Foods to include in your diet
The right breakfast cereal can deliver a good proportion of your daily pregnancy iron needs as they have extra iron added—Special K and Bran Flakes give nearly 15 per cent, and Grape-Nuts almost 50 per cent. Add sliced strawberries or kiwi fruit to help you absorb the iron more easily, and sprinkle on iron-packed extras such as pumpkin or sunflower seeds and raisins.
The type of iron you eat, and what you eat it with, affects how much your body absorbs. Heme iron, found in lean red meat and poultry, is absorbed most easily, particularly when you consume it at the same time as non-heme iron, which is found in plant sources such as beans and leafy green veg.

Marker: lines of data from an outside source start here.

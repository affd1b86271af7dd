//! Facilities for simulating an MSP430 processor.

mod frame;
mod gate;
mod msp430;
mod regs;

pub use frame::{CallStack, Frame};
pub use gate::{CALL_GATE, InputMode, ProgramIo, ScriptedIo, StdProgramIo};
pub use msp430::{Flow, Msp430, StepInfo};
pub use regs::{Flag, Registers, SR_CPUOFF, SR_GATE_ENABLE, register_number};

use crate::dis::msp430::{DecodeError, Instruction};
use std::io;
use thiserror::Error;

//===========================================================================//

/// An unrecoverable error raised while executing an instruction.
#[derive(Debug, Error)]
pub enum SimErr {
    /// The word at the program counter could not be decoded.
    #[error(transparent)]
    Decode(#[from] DecodeError),
    /// The program requested a call-gate interrupt that isn't implemented.
    #[error("unknown interrupt: {0:#04x}")]
    UnknownInterrupt(u8),
    /// Reading program input or writing program output failed.
    #[error("I/O error: {0}")]
    Io(#[from] io::Error),
}

//===========================================================================//

/// A condition that pauses or halts the simulation.
#[derive(Debug)]
pub enum SimBreak {
    /// The CPUOFF bit of the status register is set, so the processor is
    /// halted.
    CpuOff,
    /// The program unlocked the door; the simulation is over.
    DoorUnlocked,
    /// The program asked for input, but the input stream has ended.
    EndOfInput,
    /// The program asked for input, but the user cancelled the prompt.  The
    /// processor state is unchanged, so stepping again re-issues the prompt.
    InputCancelled,
    /// The processor cannot continue.
    Fault(SimErr),
}

impl From<SimErr> for SimBreak {
    fn from(error: SimErr) -> SimBreak {
        SimBreak::Fault(error)
    }
}

//===========================================================================//

/// Receives a notification for each instruction the processor executes.
pub trait ExecObserver {
    /// Called just before `instruction` (located at `pc`) executes.  The
    /// processor's program counter has already been advanced past the
    /// instruction word, but no operand has been resolved yet.
    fn on_execute(
        &mut self,
        cpu: &Msp430,
        pc: u16,
        instruction: &Instruction,
    ) -> io::Result<()>;

    /// Called instead of `on_execute` when the `jnz $-2` at `pc` closes a
    /// countdown loop that the processor collapses into a single step.
    /// `remaining` is the counter value before the collapse.
    fn on_countdown(
        &mut self,
        cpu: &Msp430,
        pc: u16,
        remaining: u16,
    ) -> io::Result<()>;
}

//===========================================================================//

/// A simulated processor.
pub trait SimProc {
    /// Returns a human-readable description of this simulated processor.
    fn description(&self) -> String;

    /// Disassembles the instruction starting at the given address, returning
    /// the length of the instruction in bytes, and a human-readable string
    /// with the assembly code for that instruction.
    fn disassemble(&self, addr: u16) -> (u16, String);

    /// Returns the current address of the program counter.
    fn pc(&self) -> u16;

    /// Sets the current address of the program counter.
    fn set_pc(&mut self, addr: u16);

    /// Returns the names of this processor's registers.
    fn register_names(&self) -> &'static [&'static str];

    /// Returns the current value of the specified register, or `None` if the
    /// register name is invalid.
    fn get_register(&self, name: &str) -> Option<u16>;

    /// Sets the current value of the specified register.  Returns false if
    /// the register name is invalid.
    fn set_register(&mut self, name: &str, value: u16) -> bool;

    /// Advances this processor by one instruction.
    fn step(
        &mut self,
        io: &mut dyn ProgramIo,
        observer: Option<&mut dyn ExecObserver>,
    ) -> Result<StepInfo, SimBreak>;
}

//===========================================================================//
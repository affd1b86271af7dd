use num_bigint::BigInt;
use std::fmt;

//===========================================================================//

/// Represents the type of a [`DbValue`].
#[derive(Clone, Copy, Debug, Eq, PartialEq)]
pub enum DbType {
    /// The boolean type.
    Boolean,
    /// The bottom type, used for expressions that don't typecheck.
    Bottom,
    /// The integer type.
    Integer,
}

impl fmt::Display for DbType {
    fn fmt(&self, f: &mut fmt::Formatter<'_>) -> fmt::Result {
        match self {
            DbType::Boolean => f.write_str("bool"),
            DbType::Bottom => f.write_str("bottom"),
            DbType::Integer => f.write_str("int"),
        }
    }
}

//===========================================================================//

/// The value of a debugger expression.
#[derive(Clone, Debug, Eq, PartialEq)]
pub enum DbValue {
    /// A boolean value (false or true).
    Boolean(bool),
    /// An integer value (with no minimum/maximum range).
    Integer(BigInt),
}

impl DbValue {
    /// Returns the contained [`Boolean`](DbValue::Boolean) value, or panics
    /// if this value is not a boolean.
    pub fn unwrap_bool(self) -> bool {
        match self {
            DbValue::Boolean(boolean) => boolean,
            value => panic!("DbValue::unwrap_bool on {value:?}"),
        }
    }

    /// Returns the contained [`Integer`](DbValue::Integer) value, or panics
    /// if this value is not an integer.
    pub fn unwrap_int(self) -> BigInt {
        match self {
            DbValue::Integer(integer) => integer,
            value => panic!("DbValue::unwrap_int on {value:?}"),
        }
    }

    /// Returns the type of this value.
    pub fn db_type(&self) -> DbType {
        match self {
            DbValue::Boolean(_) => DbType::Boolean,
            DbValue::Integer(_) => DbType::Integer,
        }
    }
}

impl From<bool> for DbValue {
    fn from(value: bool) -> DbValue {
        DbValue::Boolean(value)
    }
}

impl From<u16> for DbValue {
    fn from(value: u16) -> DbValue {
        DbValue::Integer(BigInt::from(value))
    }
}

/// Integers are shown in decimal, followed by hex in parentheses.
impl fmt::Display for DbValue {
    fn fmt(&self, f: &mut fmt::Formatter<'_>) -> fmt::Result {
        match self {
            DbValue::Boolean(value) => value.fmt(f),
            DbValue::Integer(value) => write!(f, "{value} ({value:#x})"),
        }
    }
}

//===========================================================================//

/// Truncates an integer to 16 bits, two's-complement style, as when it is
/// stored into a register or memory word.
pub(crate) fn wrap_u16(value: &BigInt) -> u16 {
    let masked: BigInt = value & BigInt::from(0xffff);
    u16::try_from(&masked).unwrap_or(0)
}

//===========================================================================//

#[cfg(test)]
mod tests {
    use super::{DbType, DbValue, wrap_u16};
    use num_bigint::BigInt;

    #[test]
    fn display_type() {
        assert_eq!(format!("{}", DbType::Boolean), "bool");
        assert_eq!(format!("{}", DbType::Integer), "int");
    }

    #[test]
    fn display_boolean_value() {
        assert_eq!(format!("{}", DbValue::Boolean(false)), "false");
        assert_eq!(format!("{}", DbValue::Boolean(true)), "true");
    }

    #[test]
    fn display_integer_value() {
        let value = DbValue::from(0x4400u16);
        assert_eq!(format!("{value}"), "17408 (0x4400)");
        assert_eq!(format!("{}", DbValue::from(0u16)), "0 (0x0)");
    }

    #[test]
    fn wrapping() {
        assert_eq!(wrap_u16(&BigInt::from(0x12345)), 0x2345);
        assert_eq!(wrap_u16(&BigInt::from(-1)), 0xffff);
        assert_eq!(wrap_u16(&BigInt::from(-0x10000)), 0);
    }
}

//===========================================================================//
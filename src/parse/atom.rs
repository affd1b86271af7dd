use super::lex::{Token, TokenValue};
use chumsky::error::{LabelError, Rich, RichPattern};
use chumsky::span::SimpleSpan;
use chumsky::util::MaybeRef;
use chumsky::{self, Parser};

//===========================================================================//

/// The error type used for `chumsky::Parser`s in this crate.
pub(crate) type PError<'a> =
    chumsky::extra::Err<chumsky::error::Rich<'a, Token>>;

//===========================================================================//

pub(crate) fn symbol<'a>(
    value: TokenValue,
) -> impl Parser<'a, &'a [Token], Token, PError<'a>> + Clone {
    let name = value.name();
    chumsky::prelude::any()
        .try_map(move |token: Token, span| {
            if token.value == value {
                Ok(token)
            } else {
                Err(unexpected(token, span))
            }
        })
        .labelled(name)
}

/// Returns the error for a token that is not allowed where it appears.  The
/// token is kept in the error so that messages can name it.
pub(crate) fn unexpected<'a>(
    token: Token,
    span: SimpleSpan,
) -> Rich<'a, Token> {
    <Rich<'a, Token> as LabelError<
        'a,
        &'a [Token],
        RichPattern<'a, Token>,
    >>::expected_found([], Some(MaybeRef::Val(token)), span)
}

//===========================================================================//
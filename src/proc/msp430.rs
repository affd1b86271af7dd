use super::frame::CallStack;
use super::gate::{self, CALL_GATE, InputMode, ProgramIo};
use super::regs::{Flag, Registers, SR_CPUOFF, register_number};
use super::{ExecObserver, SimBreak, SimErr, SimProc};
use crate::bus::Ram64k;
use crate::dis::msp430::{
    Instruction, Literal, Mode, Operand, Operands, Operation, REG_CG, REG_PC,
    REGISTER_NAMES,
};
use log::{trace, warn};

//===========================================================================//

/// How control left an executed instruction.
#[derive(Clone, Copy, Debug, Eq, Hash, PartialEq)]
pub enum Flow {
    /// Execution continues with the next instruction in memory.
    Sequential,
    /// A jump or other write to the program counter.
    Branch,
    /// A `call` instruction.
    Call,
    /// A `ret` instruction.
    Return,
}

/// Describes one successfully executed step.
#[derive(Clone, Copy, Debug, Eq, PartialEq)]
pub struct StepInfo {
    /// The address of the instruction that was executed.
    pub pc: u16,
    /// How control left the instruction.
    pub flow: Flow,
    /// True if the call gate read program input before this instruction.
    pub consumed_input: bool,
}

//===========================================================================//

/// Where an operand reads from and writes to, once its addressing mode has
/// been resolved.
#[derive(Clone, Copy, Debug, Eq, PartialEq)]
enum Location {
    Register(u8),
    Memory(u16),
    /// A constant or immediate; writes to it are discarded.
    Value(u16),
}

//===========================================================================//

/// A simulated MSP430 processor, together with its 64 KiB of memory.
#[derive(Clone)]
pub struct Msp430 {
    regs: Registers,
    mem: Ram64k,
    call_stack: CallStack,
    block_start: u16,
    insn_count: u64,
    input_mode: InputMode,
    door_unlocked: bool,
    collapse_countdowns: bool,
}
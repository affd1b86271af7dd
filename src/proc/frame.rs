use log::debug;

//===========================================================================//

/// One entry of the shadow call stack: the address of a `call` instruction
/// and the address it called.
#[derive(Clone, Copy, Debug, Eq, Hash, PartialEq)]
pub struct Frame {
    /// The address of the `call` instruction.
    pub callsite: u16,
    /// The address of the called function.
    pub target: u16,
}

//===========================================================================//

/// A shadow of the program's call stack, maintained by watching `call` and
/// `ret` instructions rather than by reading the stack in memory.  A program
/// that manipulates its return addresses directly will desynchronize it; the
/// shadow stack is best-effort and only used for backtraces and `finish`.
#[derive(Clone, Debug, Eq, PartialEq)]
pub struct CallStack {
    entry: u16,
    frames: Vec<Frame>,
}

impl CallStack {
    /// Returns an empty call stack whose outermost function starts at
    /// `entry`.
    pub fn new(entry: u16) -> CallStack {
        CallStack { entry, frames: Vec::new() }
    }

    /// Records a call from `callsite` to `target`.
    pub fn push(&mut self, callsite: u16, target: u16) {
        self.frames.push(Frame { callsite, target });
    }

    /// Records a return.  Returns the frame that was exited, or `None` if the
    /// stack was already empty (in which case the desync is logged and the
    /// stack is left unchanged).
    pub fn pop(&mut self) -> Option<Frame> {
        let frame = self.frames.pop();
        if frame.is_none() {
            debug!("return with an empty shadow call stack");
        }
        frame
    }

    /// Returns the number of calls that haven't yet returned.
    pub fn depth(&self) -> usize {
        self.frames.len()
    }

    /// Returns the start address of the function currently executing.
    pub fn current_function(&self) -> u16 {
        self.frames.last().map_or(self.entry, |frame| frame.target)
    }

    /// Returns the call stack as (location, function) pairs, innermost
    /// first.  The innermost location is `pc`; each outer location is the
    /// callsite that entered the next-inner function.
    pub fn backtrace(&self, pc: u16) -> Vec<(u16, u16)> {
        let mut functions = Vec::with_capacity(self.frames.len() + 1);
        functions.push(self.entry);
        functions.extend(self.frames.iter().map(|frame| frame.target));
        let mut locations: Vec<u16> =
            self.frames.iter().map(|frame| frame.callsite).collect();
        locations.push(pc);
        locations.into_iter().zip(functions).rev().collect()
    }
}

//===========================================================================//


//===========================================================================//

If you’re a vegetarian, eating food with non-heme iron alongside foods containing vitamin C, such as tomatoes, helps you absorb more.
Maintaining good levels of iron is especially important if you’re expecting twins, have two pregnancies close together or are in your mid-thirties and beyond. Max your intake with iron-rich snacks, such as a square or two of plain, dark chocolate with a cocoa content of 70 per cent or more. You’ll be doing yourself and your bump good, and having a little indulgence. Win, win, win!
Research shows that using traditional cast iron cookware can add valuable traces of this allimportant mineral to your food. Iron uptake from the pans is greater with moist, acidic foods, such as tomatoes, and increases with the slow cooking of stews and casseroles.